### Try it
Each line below with the string "RuleChange" should be copied.

Dataset excerpts:
<<<<

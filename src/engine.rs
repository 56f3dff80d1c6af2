//! Engine facade: rule store, mount tree and activity journal wired together.
//!
//! Persisting operations write through the [`RuleStore`] and apply to the
//! [`RuleTree`] under the store lock. If either side fails, the write that
//! already happened is undone so the two never disagree.

#![allow(missing_docs)]

use std::collections::{HashMap, HashSet};
use std::path::Path;
use std::sync::Arc;
use std::time::{Duration, Instant};

use parking_lot::Mutex;

use crate::core::config::Config;
use crate::core::errors::{BrtError, Result};
use crate::logger::journal::{Journal, JournalEvent};
use crate::rules::model::{DirRules, Directory, Rule, validate_pattern};
use crate::rules::store::RuleStore;
use crate::ruletree::mount::{MountBuild, RuleTree};
use crate::ruletree::names::{NameCache, PrincipalNames, SystemNames};
use crate::ruletree::overlay::DirSummary;
use crate::ruletree::stats::{PrincipalId, RuleId};

/// A rule change and the snapshots it rebuilt.
#[derive(Debug, Clone, PartialEq, Eq)]
pub struct RuleChange {
    pub rule: Rule,
    pub builds: Vec<MountBuild>,
}

/// Rules created together and the snapshots their single rebuild touched.
#[derive(Debug, Clone, PartialEq, Eq)]
pub struct RuleImport {
    pub rules: Vec<(String, Rule)>,
    pub builds: Vec<MountBuild>,
}

pub struct Engine {
    config: Config,
    store: Mutex<Box<dyn RuleStore>>,
    tree: RuleTree,
    journal: Journal,
}

impl std::fmt::Debug for Engine {
    fn fmt(&self, f: &mut std::fmt::Formatter<'_>) -> std::fmt::Result {
        f.debug_struct("Engine")
            .field("tree", &self.tree)
            .field("journal", &self.journal)
            .finish_non_exhaustive()
    }
}

impl Engine {
    /// Open the configured rule database, load its rules and mount every
    /// configured snapshot.
    pub fn open(config: Config) -> Result<Self> {
        let store = open_store(&config)?;
        let names = Arc::new(NameCache::new(
            SystemNames,
            Duration::from_secs(config.names.cache_ttl_seconds),
        ));
        Self::with_parts(config, store, names)
    }

    /// Assemble an engine from an already opened store and name resolver.
    pub fn with_parts(
        config: Config,
        mut store: Box<dyn RuleStore>,
        names: Arc<dyn PrincipalNames>,
    ) -> Result<Self> {
        let journal = Journal::open(&config.journal);
        let tree = RuleTree::load(store.as_mut(), names)?;
        let (directories, rules) = tree.rule_counts();
        let config_hash = config.stable_hash().unwrap_or_default();
        journal.record(JournalEvent::EngineStarted {
            config_hash: &config_hash,
            directories,
            rules,
        });

        let engine = Self {
            config,
            store: Mutex::new(store),
            tree,
            journal,
        };
        for file in &engine.config.snapshots.files {
            engine.add_tree(file)?;
        }
        Ok(engine)
    }

    #[must_use]
    pub const fn config(&self) -> &Config {
        &self.config
    }

    #[must_use]
    pub const fn tree(&self) -> &RuleTree {
        &self.tree
    }

    #[must_use]
    pub const fn journal(&self) -> &Journal {
        &self.journal
    }

    // ──────────────────── snapshots ────────────────────

    /// Mount or replace the snapshot in `path`.
    pub fn add_tree(&self, path: &Path) -> Result<MountBuild> {
        let mount = self.tree.add_tree(path)?;
        self.journal.record(JournalEvent::TreeLoaded {
            source: &path.display().to_string(),
            mount: &mount,
        });
        Ok(mount)
    }

    // ──────────────────── claims ────────────────────

    /// Claim a directory for `claimed_by`.
    pub fn claim(&self, path: &str, claimed_by: &str) -> Result<Directory> {
        let mut directory = Directory::new(path, claimed_by);
        let mut store = self.store.lock();
        store.create_directory(&mut directory)?;
        if let Err(err) = self.tree.claim_directory(directory.clone()) {
            undo(store.remove_directory(directory.id), "claim");
            return Err(err);
        }
        drop(store);
        self.journal.record(JournalEvent::DirectoryClaimed(&directory));
        Ok(directory)
    }

    /// Hand a claim to someone else.
    pub fn pass_claim(&self, path: &str, claimed_by: &str) -> Result<Directory> {
        let previous = self.claimed(path)?.directory;
        let mut directory = previous.clone();
        directory.claimed_by = claimed_by.to_string();

        let mut store = self.store.lock();
        store.update_directory(&mut directory)?;
        if let Err(err) = self.tree.update_directory(directory.clone()) {
            undo(store.update_directory(&mut previous.clone()), "claim update");
            return Err(err);
        }
        drop(store);
        self.journal.record(JournalEvent::DirectoryUpdated(&directory));
        Ok(directory)
    }

    /// Drop a claim. Fails while the directory still has rules.
    pub fn revoke(&self, path: &str) -> Result<Directory> {
        let mut store = self.store.lock();
        // Tree first: re-claiming there keeps the directory id.
        let directory = self.tree.revoke_claim(path)?;
        if let Err(err) = store.remove_directory(directory.id) {
            undo(self.tree.claim_directory(directory), "revoke");
            return Err(err);
        }
        drop(store);
        self.journal.record(JournalEvent::ClaimRevoked(&directory));
        Ok(directory)
    }

    // ──────────────────── rules ────────────────────

    /// Attach a new rule to a claimed directory. The store assigns its id.
    pub fn create_rule(&self, dir: &str, mut rule: Rule) -> Result<RuleChange> {
        validate_pattern(&rule.pattern)?;
        let claimed = self.claimed(dir)?;
        if claimed.rules.contains_key(&rule.pattern) {
            return Err(BrtError::RuleExists {
                directory: dir.to_string(),
                pattern: rule.pattern,
            });
        }
        rule.directory_id = claimed.directory.id;

        let started = Instant::now();
        let mut store = self.store.lock();
        store.create_rule(&mut rule)?;
        let builds = match self.tree.add_rule(dir, rule.clone()) {
            Ok(builds) => builds,
            Err(err) => {
                undo(store.remove_rule(rule.id), "rule create");
                self.rebuild_failed(dir, &rule.pattern, &err);
                return Err(err);
            }
        };
        drop(store);
        self.journal.record(JournalEvent::RuleAdded {
            dir,
            rule: &rule,
            builds: &builds,
            elapsed: started.elapsed(),
        });
        Ok(RuleChange { rule, builds })
    }

    /// Create many rules at once, each in its already claimed directory.
    /// Either every rule is stored and applied or none is.
    pub fn create_rules(&self, batch: Vec<(String, Rule)>) -> Result<RuleImport> {
        let mut claims: HashMap<String, DirRules> = HashMap::new();
        let mut seen = HashSet::new();
        let mut rules = Vec::with_capacity(batch.len());
        for (dir, mut rule) in batch {
            validate_pattern(&rule.pattern)?;
            if !claims.contains_key(&dir) {
                let claimed = self.claimed(&dir)?;
                claims.insert(dir.clone(), claimed);
            }
            let claimed = &claims[&dir];
            if claimed.rules.contains_key(&rule.pattern)
                || !seen.insert((dir.clone(), rule.pattern.clone()))
            {
                return Err(BrtError::RuleExists {
                    directory: dir,
                    pattern: rule.pattern,
                });
            }
            rule.directory_id = claimed.directory.id;
            rules.push((dir, rule));
        }

        let started = Instant::now();
        let mut store = self.store.lock();
        let mut stored = 0;
        let mut failure = None;
        for (_, rule) in &mut rules {
            if let Err(err) = store.create_rule(rule) {
                failure = Some(err);
                break;
            }
            stored += 1;
        }
        if let Some(err) = failure {
            for (_, rule) in &rules[..stored] {
                undo(store.remove_rule(rule.id), "rule import");
            }
            return Err(err);
        }
        let builds = match self.tree.add_rules(&rules) {
            Ok(builds) => builds,
            Err(err) => {
                for (dir, rule) in &rules {
                    undo(store.remove_rule(rule.id), "rule import");
                    self.rebuild_failed(dir, &rule.pattern, &err);
                }
                return Err(err);
            }
        };
        drop(store);
        self.journal.record(JournalEvent::RulesImported {
            rules: rules.len(),
            builds: &builds,
            elapsed: started.elapsed(),
        });
        Ok(RuleImport { rules, builds })
    }

    /// Remove the rule with match string `pattern` from `dir`.
    pub fn remove_rule(&self, dir: &str, pattern: &str) -> Result<RuleChange> {
        let claimed = self.claimed(dir)?;
        let Some(rule) = claimed.rules.get(pattern).cloned() else {
            return Err(BrtError::RuleNotFound {
                directory: dir.to_string(),
                pattern: pattern.to_string(),
            });
        };

        let started = Instant::now();
        let mut store = self.store.lock();
        store.remove_rule(rule.id)?;
        let builds = match self.tree.remove_rule(dir, pattern) {
            Ok((_, builds)) => builds,
            Err(err) => {
                undo(store.restore_rule(&rule), "rule remove");
                self.rebuild_failed(dir, pattern, &err);
                return Err(err);
            }
        };
        drop(store);
        self.journal.record(JournalEvent::RuleRemoved {
            dir,
            rule: &rule,
            builds: &builds,
            elapsed: started.elapsed(),
        });
        Ok(RuleChange { rule, builds })
    }

    /// Replace the rule with `rule.id` in `dir`. Only a changed match string
    /// rebuilds anything.
    pub fn update_rule(&self, dir: &str, mut rule: Rule) -> Result<RuleChange> {
        validate_pattern(&rule.pattern)?;
        let claimed = self.claimed(dir)?;
        let Some(previous) = claimed.rules.values().find(|r| r.id == rule.id).cloned() else {
            return Err(BrtError::RuleNotFound {
                directory: dir.to_string(),
                pattern: rule.pattern,
            });
        };
        if rule.pattern != previous.pattern && claimed.rules.contains_key(&rule.pattern) {
            return Err(BrtError::RuleExists {
                directory: dir.to_string(),
                pattern: rule.pattern,
            });
        }
        rule.directory_id = previous.directory_id;
        rule.created = previous.created;

        let started = Instant::now();
        let mut store = self.store.lock();
        store.update_rule(&mut rule)?;
        let builds = match self.tree.update_rule(dir, rule.clone()) {
            Ok(builds) => builds,
            Err(err) => {
                undo(store.update_rule(&mut previous.clone()), "rule update");
                self.rebuild_failed(dir, &rule.pattern, &err);
                return Err(err);
            }
        };
        drop(store);
        self.journal.record(JournalEvent::RuleUpdated {
            dir,
            rule: &rule,
            builds: &builds,
            elapsed: started.elapsed(),
        });
        Ok(RuleChange { rule, builds })
    }

    fn claimed(&self, path: &str) -> Result<DirRules> {
        self.tree.directory(path).ok_or_else(|| BrtError::NotClaimed {
            path: path.to_string(),
        })
    }

    fn rebuild_failed(&self, dir: &str, pattern: &str, error: &BrtError) {
        if !error.is_recoverable() {
            self.journal.record(JournalEvent::RebuildFailed {
                dir,
                pattern,
                error,
            });
        }
    }

    // ──────────────────── queries ────────────────────

    pub fn summary(&self, path: &str) -> Result<DirSummary> {
        self.tree.summary(path)
    }

    pub fn get_owner(&self, path: &str) -> Result<(PrincipalId, PrincipalId)> {
        self.tree.get_owner(path)
    }

    pub fn is_directory(&self, path: &str) -> Result<bool> {
        self.tree.is_directory(path)
    }

    pub fn glob_paths<S: AsRef<str>>(&self, patterns: &[S]) -> Result<Vec<String>> {
        self.tree.glob_paths(patterns)
    }

    pub fn rule_for(&self, path: &str) -> RuleId {
        self.tree.rule_for(path)
    }

    pub fn directory(&self, path: &str) -> Option<DirRules> {
        self.tree.directory(path)
    }

    pub fn mounts(&self) -> Vec<String> {
        self.tree.mounts()
    }
}

/// Report a failed compensating write; the original error is what the
/// caller sees.
fn undo(result: Result<()>, action: &str) {
    if let Err(err) = result {
        eprintln!("[BRT-STORE] rollback of {action} failed: {err}");
    }
}

#[cfg(feature = "sqlite")]
fn open_store(config: &Config) -> Result<Box<dyn RuleStore>> {
    let store = crate::rules::store::SqliteRuleStore::open(&config.rules.database)?;
    Ok(Box::new(store))
}

#[cfg(not(feature = "sqlite"))]
fn open_store(_config: &Config) -> Result<Box<dyn RuleStore>> {
    eprintln!("[BRT-STORE] built without sqlite; rules are kept in memory only");
    Ok(Box::new(crate::rules::store::MemoryRuleStore::new()))
}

>>>>

### Response to the task
pub struct RuleChange {
    pub fn create_rule(&self, dir: &str, mut rule: Rule) -> Result<RuleChange> {
        Ok(RuleChange { rule, builds })
    pub fn remove_rule(&self, dir: &str, pattern: &str) -> Result<RuleChange> {
        Ok(RuleChange { rule, builds })
    pub fn update_rule(&self, dir: &str, mut rule: Rule) -> Result<RuleChange> {
        Ok(RuleChange { rule, builds })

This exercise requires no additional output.